Mon très-cher Fils. Un navire qui doit partir demain me porte à vous écrire ce mot, quoique je n’aye encore reçu aucune de vos lettres. J’ay pourtant apris de vos nouvelles par un autre moien, et je sçay que vous êtes à présent au Monastère de Bonne-nouvelle de Rouen. [...] Cette nouvelle qui m’est venue par hazard, m’a ôtée de la peine où j’étois à votre égard. N’en est-ce pas une bien grande de voir quatre vaisseaux arrivez il y a assez long-temps, et deux autres qui viennent d’arriver, sans rien apprendre de la personne qui m’est la plus chère dans le monde ? cela me donnoit sans doute de l’inquiétude, quoique je vous voye continuellement en Dieu58.

Je considère que l’extrait qui suit possède l’image la plus significative de la relation entre Marie Guyart et Claude. Ne se satisfaisant pas des lettres de sa mère, le fils aspire à trouver quelqu’un qui a adressé la parole à la religieuse. L’Ursuline fait alors venir au parloir de Québec un homme qui retournera en France. Elle ne se contente pas d’échanger des mots avec cet homme, mais a l’audace de lever le voile couvrant son visage : « Mon très-cher Fils, voici un petit moment qui me reste. Je m’en vais vous le donner pour l’occasion d’un honête jeune homme qui s’en va en France et qui est frère d’un de nos domestiques qui s’en retourne aussi avec luy. Vous me dites que vous n’avez veu personne qui m’ait parlé depuis que je suis en ce païs. J’ay fait venir celuy-cy, et j’ay levé mon voile devant luy afin qu’il vous puisse dire qu’il m’a veue et qu’il m’a parlé59. » Ce geste de la mère n’a rien d’anodin. Il porte une signifiance extrême puisqu’il était interdit aux religieuses de dévoiler leur visage lorsqu’elles étaient au parloir, sauf devant les Amérindiens et certains proches60. Pour Guyart, lever le voile c’était à la fois briser la distance et l’accentuer, à l’image d’un lien épistolaire singulier entre ces deux êtres que tout unit et que tout sépare.
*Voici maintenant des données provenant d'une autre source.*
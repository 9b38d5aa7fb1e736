//! Transaction helpers shared by the mutating services.

use chrono::{DateTime, SubsecRound, Utc};
use mockable::Clock;
use tracing::warn;

use super::Error;
use super::ports::{RelationalTransactions, TransactionError};

/// Current instant truncated to the microsecond precision the relational
/// store keeps, so rows read back compare equal to what was written.
pub(crate) fn stored_now(clock: &dyn Clock) -> DateTime<Utc> {
    clock.utc().trunc_subsecs(6)
}

pub(crate) fn map_transaction_error(error: TransactionError) -> Error {
    match error {
        TransactionError::Connection { message } => {
            Error::internal(format!("relational store unavailable: {message}"))
        }
        TransactionError::Commit { message } => {
            Error::internal(format!("relational commit failed: {message}"))
        }
        TransactionError::Rollback { message } => {
            Error::internal(format!("relational rollback failed: {message}"))
        }
    }
}

/// Roll back `tx`. A rollback failure is logged, not returned, so the caller
/// still reports the error that triggered the rollback.
pub(crate) async fn rollback_or_log<T>(transactions: &T, tx: T::Tx, operation: &'static str)
where
    T: RelationalTransactions + ?Sized,
{
    if let Err(error) = transactions.rollback(tx).await {
        warn!(operation, %error, "relational rollback failed");
    }
}
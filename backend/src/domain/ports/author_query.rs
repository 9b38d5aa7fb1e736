//! Driving port for author reads.

use async_trait::async_trait;

use crate::domain::{Author, AuthorId, AuthorIdName, Error};

/// Driving port for author read operations. Reads take no transaction.
#[async_trait]
pub trait AuthorQuery: Send + Sync {
    /// Fetch one author; `not_found` with the id attached on a miss.
    async fn get_author_by_id(&self, id: AuthorId) -> Result<Author, Error>;

    /// Fetch every author in `ids`. Unknown ids are omitted from the result.
    async fn get_authors_by_ids(&self, ids: Vec<AuthorId>) -> Result<Vec<Author>, Error>;

    /// Fetch the id and name of every author called `name`.
    ///
    /// Fails with `not_found` when nobody has that name.
    async fn find_id_name_by_name(&self, name: String) -> Result<Vec<AuthorIdName>, Error>;

    /// Fetch the author registered under `email`, including the stored
    /// credential hash for an external credential check.
    async fn find_author_by_email(&self, email: String) -> Result<Author, Error>;
}
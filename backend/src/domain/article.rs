//! Article data model and the author-grouped read composite.

use std::fmt;
use std::str::FromStr;

use chrono::{DateTime, Utc};
use serde::{Deserialize, Serialize};
use thiserror::Error;
use uuid::Uuid;

use super::author::{Author, AuthorId};

/// Error returned when an article id string is not a UUID.
#[derive(Debug, Clone, PartialEq, Eq, Error)]
#[error("article id must be a valid UUID")]
pub struct InvalidArticleId;

/// Stable article identifier, also used as the search document key.
#[derive(Debug, Clone, Copy, Default, PartialEq, Eq, Hash, PartialOrd, Ord, Serialize, Deserialize)]
#[serde(transparent)]
pub struct ArticleId(Uuid);

impl ArticleId {
    /// Generate a fresh random identifier.
    pub fn random() -> Self {
        Self(Uuid::new_v4())
    }

    /// Wrap an existing UUID.
    pub const fn from_uuid(uuid: Uuid) -> Self {
        Self(uuid)
    }

    /// The nil identifier.
    pub const fn nil() -> Self {
        Self(Uuid::nil())
    }

    /// Access the underlying UUID.
    pub fn as_uuid(&self) -> &Uuid {
        &self.0
    }

    /// Whether this is the nil identifier.
    pub fn is_nil(&self) -> bool {
        self.0.is_nil()
    }
}

impl fmt::Display for ArticleId {
    fn fmt(&self, f: &mut fmt::Formatter<'_>) -> fmt::Result {
        fmt::Display::fmt(&self.0, f)
    }
}

impl FromStr for ArticleId {
    type Err = InvalidArticleId;

    fn from_str(raw: &str) -> Result<Self, Self::Err> {
        Uuid::parse_str(raw.trim())
            .map(Self)
            .map_err(|_| InvalidArticleId)
    }
}

/// Article row, optionally annotated with its author at read time.
///
/// ## Invariants
/// - `author` is a response-time annotation and is never persisted in
///   either store.
#[derive(Debug, Clone, Default, PartialEq, Eq, Serialize, Deserialize)]
pub struct Article {
    /// Document key in the search index as well as the row key.
    pub id: ArticleId,
    pub title: String,
    pub body: String,
    /// Owning author.
    pub author_id: AuthorId,
    /// Set once at creation.
    pub created_at: DateTime<Utc>,
    /// Refreshed by every update.
    pub updated_at: DateTime<Utc>,
    /// Author attached by read composition.
    #[serde(default, skip_serializing_if = "Option::is_none")]
    pub author: Option<Author>,
}

impl Article {
    /// Build a new article row from caller input.
    pub fn create(
        input: ArticleInput,
        id: ArticleId,
        author_id: AuthorId,
        now: DateTime<Utc>,
    ) -> Self {
        Self {
            id,
            title: input.title,
            body: input.body,
            author_id,
            created_at: now,
            updated_at: now,
            author: None,
        }
    }

    /// Copy of the article with any attached author removed.
    pub fn without_author(&self) -> Self {
        Self {
            author: None,
            ..self.clone()
        }
    }

    /// Attach an author snapshot for response composition.
    pub fn with_author(mut self, author: Author) -> Self {
        self.author = Some(author);
        self
    }

    /// Apply a partial field update, leaving absent fields unchanged.
    pub fn apply(&mut self, fields: &ArticleFieldUpdate) {
        if let Some(title) = &fields.title {
            self.title.clone_from(title);
        }
        if let Some(body) = &fields.body {
            self.body.clone_from(body);
        }
        if let Some(author_id) = fields.author_id {
            self.author_id = author_id;
        }
        if let Some(updated_at) = fields.updated_at {
            self.updated_at = updated_at;
        }
    }
}

/// Caller-supplied article fields. Never carries an id or timestamps.
#[derive(Debug, Clone, PartialEq, Eq, Serialize, Deserialize)]
pub struct ArticleInput {
    /// Article title.
    pub title: String,
    /// Article body text.
    pub body: String,
}

impl ArticleInput {
    /// Convenience constructor.
    pub fn new(title: impl Into<String>, body: impl Into<String>) -> Self {
        Self {
            title: title.into(),
            body: body.into(),
        }
    }

    /// Project the input onto an update of an existing row.
    pub fn into_update(
        self,
        id: ArticleId,
        author_id: AuthorId,
        updated_at: DateTime<Utc>,
    ) -> ArticleUpdate {
        ArticleUpdate {
            id,
            author_id,
            title: self.title,
            body: self.body,
            updated_at,
        }
    }
}

/// Column changes applied by an article update.
///
/// `author_id` scopes the update to the owning author; it is not rewritten.
#[derive(Debug, Clone, PartialEq, Eq)]
pub struct ArticleUpdate {
    /// Row to update.
    pub id: ArticleId,
    /// Author that must own the row.
    pub author_id: AuthorId,
    pub title: String,
    pub body: String,
    pub updated_at: DateTime<Utc>,
}

impl ArticleUpdate {
    /// Field set mirrored into the search index after the row is written.
    pub fn index_fields(&self) -> ArticleFieldUpdate {
        ArticleFieldUpdate {
            title: Some(self.title.clone()),
            body: Some(self.body.clone()),
            author_id: Some(self.author_id),
            updated_at: Some(self.updated_at),
        }
    }
}

/// Partial search document update. Absent fields are left untouched.
#[derive(Debug, Clone, Default, PartialEq, Eq, Serialize, Deserialize)]
pub struct ArticleFieldUpdate {
    #[serde(skip_serializing_if = "Option::is_none")]
    pub title: Option<String>,
    #[serde(skip_serializing_if = "Option::is_none")]
    pub body: Option<String>,
    #[serde(skip_serializing_if = "Option::is_none")]
    pub author_id: Option<AuthorId>,
    #[serde(skip_serializing_if = "Option::is_none")]
    pub updated_at: Option<DateTime<Utc>>,
}

/// One author grouped with zero or more of their articles.
///
/// Never persisted; serialises with the author fields inline.
#[derive(Debug, Clone, Default, PartialEq, Eq, Serialize)]
pub struct ArticleWithAuthor {
    #[serde(flatten)]
    pub author: Author,
    #[serde(rename = "article")]
    pub articles: Vec<Article>,
}

#[cfg(test)]
mod tests {
    //! Regression coverage for this module.
    use super::*;
    use rstest::rstest;
    use serde_json::json;

    #[rstest]
    fn apply_only_overwrites_present_fields() {
        let mut article = Article::create(
            ArticleInput::new("Title", "Body"),
            ArticleId::random(),
            AuthorId::random(),
            Utc::now(),
        );
        article.apply(&ArticleFieldUpdate {
            body: Some("New body".to_owned()),
            ..ArticleFieldUpdate::default()
        });
        assert_eq!(article.title, "Title");
        assert_eq!(article.body, "New body");
    }

    #[rstest]
    fn field_update_serialises_only_present_fields() {
        let value = serde_json::to_value(ArticleFieldUpdate {
            title: Some("t".to_owned()),
            ..ArticleFieldUpdate::default()
        })
        .expect("serialise update");
        assert_eq!(value, json!({ "title": "t" }));
    }

    #[rstest]
    fn unannotated_article_omits_author() {
        let article = Article::default();
        let value = serde_json::to_value(&article).expect("serialise article");
        assert!(value.get("author").is_none());
    }

    #[rstest]
    fn composite_flattens_author_fields() {
        let author = Author {
            name: "Ada".to_owned(),
            ..Author::default()
        };
        let composite = ArticleWithAuthor {
            author,
            articles: vec![Article::default()],
        };
        let value = serde_json::to_value(&composite).expect("serialise composite");
        assert_eq!(value["name"], json!("Ada"));
        assert_eq!(value["article"].as_array().map(Vec::len), Some(1));
    }

    #[rstest]
    fn index_fields_mirror_the_written_row() {
        let now = Utc::now();
        let author_id = AuthorId::random();
        let update = ArticleInput::new("T", "B").into_update(ArticleId::random(), author_id, now);
        let fields = update.index_fields();
        assert_eq!(fields.title.as_deref(), Some("T"));
        assert_eq!(fields.author_id, Some(author_id));
        assert_eq!(fields.updated_at, Some(now));
    }
}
Un simple geste de la mère semblant dire : « voyez, c’est bien moi qui suis là… au loin ».

57 Appellation donnée par les Amérindiens.

58 Marie de l’Incarnation, Correspondance, op. cit., p. 790. 59 Ibid., p. 384.

60 Voici ce qui est dit à ce sujet dans le document Constitutions et Règlements des Premières Ursulines de Québec,

1647, éd. Gabrielle Lapointe, Québec, 1974, p. 99 : «Toutes les grilles auront leurs chassis ou volets et, outre les volet

[sic] et chassis, un rideau qui ne s’ouvrira si non lors que le voile des religieuses sera baissé, qui ne doit estre levé, la grille estant ouverte, sans congé de la Supérieure, si non pour les personnes qui selon l’esprit ou la chair, selon le spirituel ou le temporel, leur servent de père et de mère, ce qui se peut estendre à tous les proches parans jusques aux cousins germains et cousines germaines, s’il ne s’y rencontre quelque inconvient. Pour le regard des sauvages il y aura la mesme liberté comme estant les enfans spirituels d’instruction ou de prières de toutes les sœurs de la maison. »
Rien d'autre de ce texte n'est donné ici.